Anousheh Ansari had the perfect excuse to skip astronomy class.
“I’m sorry, I can’t finish this lesson,” she said to the teacher. “I’m going to space.”
In 2006, space became available on Russia’s Soyuz spacecraft bound for the International Space Station. The Japanese candidate was unable to participate in the mission due to a bout with chronic kidney stones. Ansari was next in line.
She jumped at the chance and became the first woman to self-fund a space flight. But what she did next greased the wheels of commercial space travel and laid the foundation for future space travel.
Ansari was this week awarded an honorary Doctor of Science degree from Melbourne’s Swinburne University of Technology, where he studied astronomy online, in recognition of his impact on space exploration and research.
Mr. Ansari witnessed the growth of the Islamic revolution in Tehran. When Khomeini took over in 1979, the regime closed her school and her ambitions to become an astrophysicist or astronaut were thwarted. “The new Iran did not tolerate such dreams of women,” she said.
Ansari and his family moved to Washington, D.C., in 1984, where he studied electrical engineering and computer science. She and her husband started a telecommunications company.
Their work brought in millions of income. As his 40th birthday approached, Ansari booked a $20 million plane ticket to space.
Working with Space Adventures, a company that offers private space travel through the Russian space program, Ansari underwent six months of astronaut training and took off in September 2006. The 11-day ISS expedition changed her.
“Everything in your world is out there: your family, your friends, your school, your home, your memories. And you’re seeing it from there. It’s like an out-of-body experience,” said Ansari, who received his Ph.D. on Thursday.
“All the little things disappear and you only see the big things. You see the landscape, you don’t see boundaries or borders. That’s the message I took home.”
After battling a bout of microgravity-induced vomiting, Ansari took part in experiments on back pain and anemia, taking swabs from his body to test how bacteria grows in space.
Re-entry was the scariest part. The Soyuz capsule was small and hot. Reaching into the atmosphere and feeling the parachute deploy was like driving a wheelbarrow over Niagara Falls, Ansari recalled, quoting another astronaut.
Russia did not have the ability to make an open ocean landing like Artemis II, so the capsule crashed violently onto land. However, Ansari returned home safely. Her journey greatly influenced her subsequent actions.
“I realized that we typically spend 80 percent of our time on the trivial things, what I call the ‘noise of life,’ and maybe only 20 percent on the big-picture important things,” she said.

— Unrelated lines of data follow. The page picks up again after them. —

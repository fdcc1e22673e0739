use rand::Rng;

use crate::components::{EntityKind, Vec2};
use crate::config::Config;
use crate::connectivity;
use crate::constants::*;
use crate::error::{GenerationError, Result};
use crate::grid::{self, Cell, Grid, TilePos};
use crate::placement;
use crate::rooms;

/// Difficulty derived from the level index.
#[derive(Clone, Copy, Debug, PartialEq, Eq)]
pub struct LevelParams {
    pub index: u32,
    pub width: usize,
    pub height: usize,
    pub key_count: usize,
    pub agent_count: usize,
}

impl LevelParams {
    pub fn for_level(index: u32) -> Result<Self> {
        if index == 0 || index > MAX_LEVEL_INDEX {
            return Err(GenerationError::InvalidLevelIndex(index));
        }
        let i = index as usize;
        Ok(Self {
            index,
            width: BASE_WIDTH + i,
            height: BASE_HEIGHT + i,
            key_count: BASE_KEYS + i / 2,
            agent_count: BASE_AGENTS + i,
        })
    }

    pub fn max_agent_health(&self) -> i32 {
        i32::try_from(self.index)
            .unwrap_or(i32::MAX)
            .saturating_mul(HEALTH_PER_LEVEL)
    }
}

/// A fully generated, connected layout with its placements. Read-only once built.
#[derive(Clone, Debug, PartialEq)]
pub struct Level {
    params: LevelParams,
    grid: Grid,
    player_start: TilePos,
    keys: Vec<TilePos>,
    agent_spawns: Vec<TilePos>,
}

impl Level {
    pub(crate) fn new(
        grid: Grid,
        params: LevelParams,
        player_start: TilePos,
        keys: Vec<TilePos>,
        agent_spawns: Vec<TilePos>,
    ) -> Self {
        Self {
            params,
            grid,
            player_start,
            keys,
            agent_spawns,
        }
    }

    pub fn params(&self) -> &LevelParams {
        &self.params
    }

    pub fn index(&self) -> u32 {
        self.params.index
    }

    pub fn grid(&self) -> &Grid {
        &self.grid
    }

    pub fn player_start(&self) -> TilePos {
        self.player_start
    }

    pub fn player_start_position(&self) -> Vec2 {
        self.player_start.to_world()
    }

    pub fn key_count(&self) -> usize {
        self.keys.len()
    }

    pub fn keys(&self) -> &[TilePos] {
        &self.keys
    }

    pub fn agent_spawns(&self) -> &[TilePos] {
        &self.agent_spawns
    }

    /// One record per wall tile, key and agent, walls first, in world units.
    pub fn create_entities(&self) -> Vec<(EntityKind, Vec2)> {
        let walls = self
            .grid
            .cells()
            .filter(|(_, cell)| *cell == Cell::Wall)
            .map(|(pos, _)| (EntityKind::Wall, pos.to_world()));
        let keys = self.keys.iter().map(|pos| (EntityKind::Key, pos.to_world()));
        let agents = self
            .agent_spawns
            .iter()
            .map(|pos| (EntityKind::Agent, pos.to_world()));
        walls.chain(keys).chain(agents).collect()
    }
}

/// Runs carve, room carving, repair and placement for one level index.
pub fn generate_level(index: u32, config: &Config, rng: &mut impl Rng) -> Result<Level> {
    let params = LevelParams::for_level(index)?;
    let mut grid = grid::carve(params.width, params.height, rng)?;
    rooms::carve_rooms(&mut grid, config.room_chance, rng)?;
    let passes = connectivity::repair(&mut grid, config.repair_passes, rng)?;
    let level = placement::place(grid, params, config, rng)?;
    tracing::info!(
        index,
        width = params.width,
        height = params.height,
        keys = level.key_count(),
        agents = level.agent_spawns().len(),
        repair_passes = passes,
        "level generated"
    );
    Ok(level)
}

#[cfg(test)]
mod tests {
    use super::*;
    use crate::seeded_rng;

    #[test]
    fn first_level_params() {
        let params = LevelParams::for_level(1).unwrap();
        assert_eq!((params.width, params.height), (21, 16));
        assert_eq!(params.key_count, 3);
        assert_eq!(params.agent_count, 3);
        assert_eq!(params.max_agent_health(), 2);
    }

    #[test]
    fn params_scale_with_index() {
        let params = LevelParams::for_level(5).unwrap();
        assert_eq!((params.width, params.height), (25, 20));
        assert_eq!(params.key_count, 5);
        assert_eq!(params.agent_count, 7);
        assert_eq!(params.max_agent_health(), 10);
    }

    #[test]
    fn level_zero_is_rejected() {
        assert_eq!(
            LevelParams::for_level(0),
            Err(GenerationError::InvalidLevelIndex(0))
        );
    }

    #[test]
    fn huge_level_index_is_rejected_and_health_saturates() {
        assert_eq!(
            LevelParams::for_level(MAX_LEVEL_INDEX + 1),
            Err(GenerationError::InvalidLevelIndex(MAX_LEVEL_INDEX + 1))
        );
        let top = LevelParams::for_level(MAX_LEVEL_INDEX).unwrap();
        assert_eq!(top.max_agent_health(), 2_000);
        let params = LevelParams {
            index: u32::MAX,
            ..top
        };
        assert_eq!(params.max_agent_health(), i32::MAX);
        let params = LevelParams {
            index: (i32::MAX / 2 + 1) as u32,
            ..top
        };
        assert_eq!(params.max_agent_health(), i32::MAX);
    }

    #[test]
    fn entity_records_cover_walls_keys_and_agents() {
        let level = generate_level(2, &Config::default(), &mut seeded_rng(21)).unwrap();
        let records = level.create_entities();
        let walls = records.iter().filter(|(k, _)| *k == EntityKind::Wall).count();
        let keys: Vec<_> = records.iter().filter(|(k, _)| *k == EntityKind::Key).collect();
        let agents = records.iter().filter(|(k, _)| *k == EntityKind::Agent).count();
        assert_eq!(walls, level.grid().width() * level.grid().height() - level.grid().open_count());
        assert_eq!(keys.len(), level.key_count());
        assert_eq!(agents, level.agent_spawns().len());
        assert_eq!(keys[0].1, level.keys()[0].to_world());
        assert_eq!(level.player_start_position(), level.player_start().to_world());
    }

    #[test]
    fn failed_generation_returns_no_level() {
        let config = Config {
            room_chance: 2.0,
            ..Config::default()
        };
        assert!(matches!(
            generate_level(1, &config, &mut seeded_rng(0)),
            Err(GenerationError::InvalidProbability(_))
        ));
    }
}
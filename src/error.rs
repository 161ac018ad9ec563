//! Error types for slicing an OpenAPI document

use std::fmt;
use thiserror::Error;

/// Result type alias for slicing operations
pub type SliceResult<T> = std::result::Result<T, SliceError>;

/// What a selector refers to in the source document
#[derive(Debug, Clone, Copy, PartialEq, Eq)]
pub enum SelectorKind {
    Tag,
    Path,
}

impl fmt::Display for SelectorKind {
    fn fmt(&self, f: &mut fmt::Formatter<'_>) -> fmt::Result {
        match self {
            SelectorKind::Tag => write!(f, "tags"),
            SelectorKind::Path => write!(f, "paths"),
        }
    }
}

#[derive(Error, Debug)]
pub enum SliceError {
    #[error("No selection given: pass one or more tags with --modules or routes with --paths")]
    NoSelection,

    #[error("--modules and --paths cannot be used together")]
    ConflictingSelection,

    #[error("Invalid URL: {0}")]
    InvalidUrl(String),

    #[error("Failed to fetch OpenAPI document: {0}")]
    FetchError(String),

    #[error("Invalid OpenAPI document: {0}")]
    InvalidFormat(String),

    #[error("The following {kind} do not exist in the document: {}", .names.join(", "))]
    UnknownSelectors { kind: SelectorKind, names: Vec<String> },

    #[error("JSON error: {0}")]
    JsonError(#[from] serde_json::Error),

    #[error("YAML error: {0}")]
    YamlError(#[from] serde_yaml::Error),

    #[error("IO error: {0}")]
    IoError(#[from] std::io::Error),
}
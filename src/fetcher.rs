//! Fetching the source OpenAPI document

use log::{debug, info};
use std::time::Duration;
use url::Url;

use crate::error::{SliceError, SliceResult};
use crate::models::SourceDocument;

/// Swagger JSON endpoint of a backend running locally
pub const DEFAULT_URL: &str = "http://localhost:3000/swagger-json";

/// Issues a single GET for the source document. No retries.
#[derive(Debug, Clone)]
pub struct DocumentFetcher {
    url: Url,
    timeout: Option<Duration>,
}

impl DocumentFetcher {
    /// Validates the URL up front so a typo fails before any network call
    pub fn new(url: &str, timeout: Option<Duration>) -> SliceResult<Self> {
        let url = Url::parse(url).map_err(|e| SliceError::InvalidUrl(format!("{}: {}", url, e)))?;
        Ok(Self { url, timeout })
    }

    pub async fn fetch(&self) -> SliceResult<SourceDocument> {
        info!("Fetching OpenAPI document from {}", self.url);

        let mut builder = reqwest::Client::builder();
        if let Some(timeout) = self.timeout {
            builder = builder.timeout(timeout);
        }
        let client = builder
            .build()
            .map_err(|e| SliceError::FetchError(e.to_string()))?;

        let response = client
            .get(self.url.clone())
            .header("Accept", "application/json, application/yaml")
            .send()
            .await
            .map_err(|e| SliceError::FetchError(e.to_string()))?;

        if !response.status().is_success() {
            return Err(SliceError::FetchError(format!(
                "HTTP {} from {}",
                response.status(),
                self.url
            )));
        }

        let content_type = response
            .headers()
            .get("content-type")
            .and_then(|v| v.to_str().ok())
            .map(|s| s.to_string())
            .unwrap_or_default();

        let body = response
            .text()
            .await
            .map_err(|e| SliceError::FetchError(e.to_string()))?;
        debug!("Received {} bytes ({})", body.len(), content_type);

        let path = self.url.path();
        let is_yaml = content_type.contains("yaml") || path.ends_with(".yaml") || path.ends_with(".yml");
        parse_document(&body, is_yaml)
    }
}

/// Decode a document body as JSON, or YAML when the server says so
pub fn parse_document(body: &str, is_yaml: bool) -> SliceResult<SourceDocument> {
    if is_yaml {
        serde_yaml::from_str(body).map_err(|e| SliceError::InvalidFormat(e.to_string()))
    } else {
        serde_json::from_str(body).map_err(|e| SliceError::InvalidFormat(e.to_string()))
    }
}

“I decided to reverse that ratio and focus 80 percent of my time and attention on the important things in life, and only 20 percent on the noise.”
Mr. Ansari left the company to become chief executive officer of the XPRIZE Foundation, a nonprofit that runs lucrative competitions aimed at promoting innovation. The first competition, Ansari XPRIZE, awarded $10 million in funding to the first non-governmental organization to build a reusable manned spacecraft.
Burt Rutan won with SpaceShipOne, an experimental spaceplane. The award is thought to have sparked a flurry of activity, revitalizing the US$469 billion commercial space sector and leading to regular launches from companies such as SpaceX and Blue Origin.
Approximately 700 people went to space. That number is likely to skyrocket given the renewed interest from the commercial industry that Artemis II and Ansari partially helped launch.
Ansari says space visits could soon become akin to climbing Mount Everest, a proving ground for adventurers who can afford it, with the added gift of proving the preciousness of Earth to all who travel beyond the atmosphere.
“I’m not saying everyone should go to space,” Ansari said. “But anyone who wants to should have the opportunity to experience it, because as I explained, it changed me.”
“I now spend all of my time at XPRIZE solving problems that prevent a fair and prosperous world. star trek Because I’m a fan star trek The world to us (without the Klingons, of course).
In the latest chapter of XPRIZE, teams from four countries competed for $3.5 million to test new ways to quickly detect bushfires from space last week at the New South Wales Rural Fire Service headquarters.
Asked about the conflict ravaging his country, Ansari said: “We are facing a big mountain right now. We have to overcome it to reach the beautiful future that I want.”
But her cosmic memories, and the new Earthrise images taken by the Artemis II crew, give her hope that peace is possible.